Theodore Sturgeon's story, "It," first published in 1940, tells the tale of the once-wealthy Roger Kirk, who died in 1929. Gradually, the plants and elements of the earth gathered around his skeleton and become a semi-living thing-- and the foreshambler of a monster that has lurked in the dark places of popular culture ever since.
It did not take long for a comic book to plagiarize and popularize the concept.
In December 1942, the third issue of Air Fighter Comics (Later Airboy), a title dedicated to adventuring pilots and flying aces, took a turn for the bizarre. Harry Stein and Mort Leav told the horrific (and, to readers of Sturgeon, familiar) tale of Baron von Emmelman, a German fighter pilot shot down in 1918 over Wassau Swamp in Poland.

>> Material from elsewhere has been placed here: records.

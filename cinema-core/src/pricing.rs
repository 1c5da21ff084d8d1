//! Client-side price preview.
//!
//! Mirrors the backend's booking arithmetic so the checkout page can show a
//! total before the booking exists. The backend recomputes everything on
//! submit; nothing here is authoritative.

use crate::models::SeatType;
use crate::numbers::{floor_f64_to_i64, i64_to_f64, round_f64_to_i64};
use serde::{Deserialize, Serialize};

/// Flat service fee charged per ticket.
pub const SERVICE_FEE_PER_TICKET: i64 = 5_000;
/// VAT applied to the ticket subtotal only.
pub const TAX_RATE: f64 = 0.10;
/// Currency value of one loyalty point.
pub const POINT_VALUE: i64 = 1_000;
/// Largest share of an order that points may pay for.
pub const MAX_POINTS_SHARE: f64 = 0.5;

/// Ticket-side breakdown shown in the checkout summary.
#[derive(Debug, Clone, Copy, PartialEq, Eq, Default, Serialize, Deserialize)]
#[serde(rename_all = "camelCase")]
pub struct PricePreview {
    pub subtotal: i64,
    pub service_fee: i64,
    pub tax: i64,
    pub discount: i64,
    pub total: i64,
}

/// Preview the ticket price for `seats` seats at `base_price` each.
///
/// Any non-positive base price or seat count yields an all-zero preview.
#[must_use]
pub fn calculate_booking_price(base_price: i64, seats: i64, discount: i64) -> PricePreview {
    if base_price <= 0 || seats <= 0 {
        return PricePreview::default();
    }
    let subtotal = base_price.saturating_mul(seats);
    let service_fee = SERVICE_FEE_PER_TICKET.saturating_mul(seats);
    let tax = round_f64_to_i64(i64_to_f64(subtotal) * TAX_RATE);
    PricePreview {
        subtotal,
        service_fee,
        tax,
        discount,
        total: subtotal
            .saturating_add(service_fee)
            .saturating_add(tax)
            .saturating_sub(discount),
    }
}

/// Per-seat price hint for the seat map. Zero for a non-positive base.
#[must_use]
pub fn seat_price(base_price: i64, seat_type: SeatType) -> i64 {
    if base_price <= 0 {
        return 0;
    }
    let factor = match seat_type {
        SeatType::Standard => 1.0,
        SeatType::Vip => 1.5,
        SeatType::Couple => 2.0,
        SeatType::Wheelchair => 0.8,
    };
    round_f64_to_i64(i64_to_f64(base_price) * factor)
}

/// Sum of [`seat_price`] over a selection.
#[must_use]
pub fn seats_total(base_price: i64, seat_types: impl IntoIterator<Item = SeatType>) -> i64 {
    seat_types
        .into_iter()
        .map(|t| seat_price(base_price, t))
        .fold(0, i64::saturating_add)
}

/// Concession subtotal from `(unit_price, quantity)` pairs. Concession prices
/// already include tax.
#[must_use]
pub fn concession_subtotal(lines: impl IntoIterator<Item = (i64, u32)>) -> i64 {
    lines
        .into_iter()
        .map(|(price, qty)| price.saturating_mul(i64::from(qty)))
        .fold(0, i64::saturating_add)
}

/// Outcome of applying loyalty points to an order.
#[derive(Debug, Clone, Copy, PartialEq, Eq, Default, Serialize, Deserialize)]
#[serde(rename_all = "camelCase")]
pub struct PointsRedemption {
    pub points_used: i64,
    pub discount: i64,
}

/// Redeem up to `requested` points against `order_total`.
///
/// The discount is capped at half the order, then converted back to whole
/// points (rounding down) and capped at what the member holds.
#[must_use]
pub fn redeem_points(requested: i64, available: i64, order_total: i64) -> PointsRedemption {
    if requested <= 0 || available <= 0 || order_total <= 0 {
        return PointsRedemption::default();
    }
    let wanted = i64_to_f64(requested.saturating_mul(POINT_VALUE));
    let ceiling = i64_to_f64(order_total) * MAX_POINTS_SHARE;
    let allowed = wanted.min(ceiling);
    let points_used = floor_f64_to_i64(allowed / i64_to_f64(POINT_VALUE)).min(available);
    PointsRedemption {
        points_used,
        discount: points_used.saturating_mul(POINT_VALUE),
    }
}

/// Full checkout preview: tickets, concessions and points combined.
#[derive(Debug, Clone, Copy, PartialEq, Eq, Default, Serialize, Deserialize)]
#[serde(rename_all = "camelCase")]
pub struct CheckoutPreview {
    pub tickets: PricePreview,
    pub concessions: i64,
    pub points: PointsRedemption,
    pub grand_total: i64,
}

impl CheckoutPreview {
    #[must_use]
    pub fn compute(
        base_price: i64,
        seats: i64,
        concessions: i64,
        requested_points: i64,
        available_points: i64,
    ) -> Self {
        let tickets = calculate_booking_price(base_price, seats, 0);
        let before_discount = tickets.total.saturating_add(concessions);
        let points = redeem_points(requested_points, available_points, before_discount);
        Self {
            tickets,
            concessions,
            points,
            grand_total: before_discount.saturating_sub(points.discount),
        }
    }
}

#[cfg(test)]
mod tests {
    use super::*;

    #[test]
    fn worked_example_two_seats() {
        let p = calculate_booking_price(100_000, 2, 0);
        assert_eq!(p.subtotal, 200_000);
        assert_eq!(p.service_fee, 10_000);
        assert_eq!(p.tax, 20_000);
        assert_eq!(p.total, 230_000);
    }

    #[test]
    fn non_positive_inputs_zero_everything() {
        assert_eq!(calculate_booking_price(0, 3, 0), PricePreview::default());
        assert_eq!(calculate_booking_price(90_000, 0, 0), PricePreview::default());
        assert_eq!(calculate_booking_price(-5, 2, 1_000), PricePreview::default());
        assert_eq!(calculate_booking_price(90_000, -1, 0), PricePreview::default());
    }

    #[test]
    fn formula_holds_over_a_grid() {
        for base in [1, 999, 45_000, 75_500, 120_000] {
            for seats in 1..=10 {
                for discount in [0, 2_000] {
                    let p = calculate_booking_price(base, seats, discount);
                    assert_eq!(p.subtotal, base * seats);
                    assert_eq!(p.service_fee, 5_000 * seats);
                    assert_eq!(p.tax, round_f64_to_i64(i64_to_f64(base * seats) * 0.1));
                    assert_eq!(p.total, p.subtotal + p.service_fee + p.tax - discount);
                }
            }
        }
    }

    #[test]
    fn huge_inputs_saturate_instead_of_overflowing() {
        let p = calculate_booking_price(i64::MAX / 2, 3, 0);
        assert_eq!(p.subtotal, i64::MAX);
        assert_eq!(p.total, i64::MAX);

        let p = calculate_booking_price(100_000, 2, i64::MIN);
        assert_eq!(p.total, i64::MAX);

        let p = calculate_booking_price(100_000, 2, i64::MAX);
        assert_eq!(p.total, 230_000 - i64::MAX);

        assert_eq!(concession_subtotal([(i64::MAX, 1), (1, 1)]), i64::MAX);
        assert_eq!(CheckoutPreview::compute(100_000, 2, i64::MAX, 0, 0).grand_total, i64::MAX);
    }

    #[test]
    fn tax_rounds_to_nearest_unit() {
        assert_eq!(calculate_booking_price(75_005, 1, 0).tax, 7_501);
        assert_eq!(calculate_booking_price(75_004, 1, 0).tax, 7_500);
    }

    #[test]
    fn seat_type_multipliers() {
        assert_eq!(seat_price(100_000, SeatType::Standard), 100_000);
        assert_eq!(seat_price(100_000, SeatType::Vip), 150_000);
        assert_eq!(seat_price(100_000, SeatType::Couple), 200_000);
        assert_eq!(seat_price(100_000, SeatType::Wheelchair), 80_000);
        assert_eq!(
            seats_total(80_000, [SeatType::Vip, SeatType::Standard]),
            200_000
        );
    }

    #[test]
    fn seat_hints_are_zero_without_a_price() {
        assert_eq!(seat_price(0, SeatType::Vip), 0);
        assert_eq!(seat_price(-90_000, SeatType::Couple), 0);
        assert_eq!(seats_total(-1, [SeatType::Standard, SeatType::Vip]), 0);
    }

    #[test]
    fn points_are_capped_by_half_the_order_and_balance() {
        assert_eq!(
            redeem_points(500, 1_000, 230_000),
            PointsRedemption {
                points_used: 115,
                discount: 115_000
            }
        );
        assert_eq!(redeem_points(50, 20, 230_000).points_used, 20);
        assert_eq!(redeem_points(10, 100, 230_000).discount, 10_000);
        assert_eq!(redeem_points(10, 0, 230_000), PointsRedemption::default());
    }

    #[test]
    fn checkout_preview_adds_untaxed_concessions() {
        let preview = CheckoutPreview::compute(100_000, 2, 95_000, 0, 0);
        assert_eq!(preview.tickets.total, 230_000);
        assert_eq!(preview.grand_total, 325_000);
        assert_eq!(concession_subtotal([(45_000, 1), (25_000, 2)]), 95_000);

        let with_points = CheckoutPreview::compute(100_000, 2, 95_000, 30, 100);
        assert_eq!(with_points.points.discount, 30_000);
        assert_eq!(with_points.grand_total, 295_000);
    }
}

Emmelman did not die; rather, over the years, he transformed into a humanoid mound of swampy matter, and crawled out from his apparent grave. It needed flesh to survive, and often consumed animals. Its human opponents might be from either side of the Second World War, but it was the Axis, invariably, who suffered most. The creature did not have heaps of intelligence and it lacked the Baron's memories, but it had a simplified personality of its own.
Although intended as a one-shot character, the Heap reappeared and in 1946 Airboy made it the star of a regular feature, the misunderstood monster for whom the title became best-known. Later, the Heap received his own series. The anti-comics crusade of the 1950s came down particularly hard on Horror Comics, and Hillman Comics ceased publishing the character, and then their comics, by the middle of the decade.
When the influence of the Comics Code Authority waned in the early 1970s, another company, Skywald, began publishing stories about the Heap. Skywald never formally acquired the rights, and its Heap differed in some ways from the original. In 1986, Eclipse Comics purchased several old Hillman properties, and began issuing new, legitimate adventures of the animated vegetable. In the 1990s, Image took over the rights and set a revised version against their star, Spawn. This Heap was formerly Eddie Becket, a street person transformed after he found a supernatural substance.
The Heap has had many imitators, who owe at least as much to it as to Sturgeon's original character. DC comics introduced a Heap/Frankenstein Monster named Solomon Grundy in the October 1944 issue of All-American Comics (#61). He remains a part of the DC Universe, his variable strength pitted against many different superheroes. Over at Marvel Comics, The Hulk carries more than a little of the Heap in his irradiated soul. Marvel, in fact, has a thing for hulking monsters, and heaps of them have lurched through its history. Even closer to the source come DC's Swamp Thing and Marvel's Man-Thing, both introduced in 1971. In 1972, Marvel directly adapted Theodore Sturgeon's "It." Mad Magazine #5 (June-July 1953) featured a story called "Outer Sanctum," which parodied Inner Sanctum, EC's own horror comics, and the Heap. Dungeons and Dragons, meanwhile, features the Shambling mound among its many monstrosities.
The Heap may have stolen its life from a pulpy Sturgeon story, and many no longer know it by its most famous name, but its mucky matter has been integrated with the broader culture. Likely, it will continue to shamble on in our nightmares.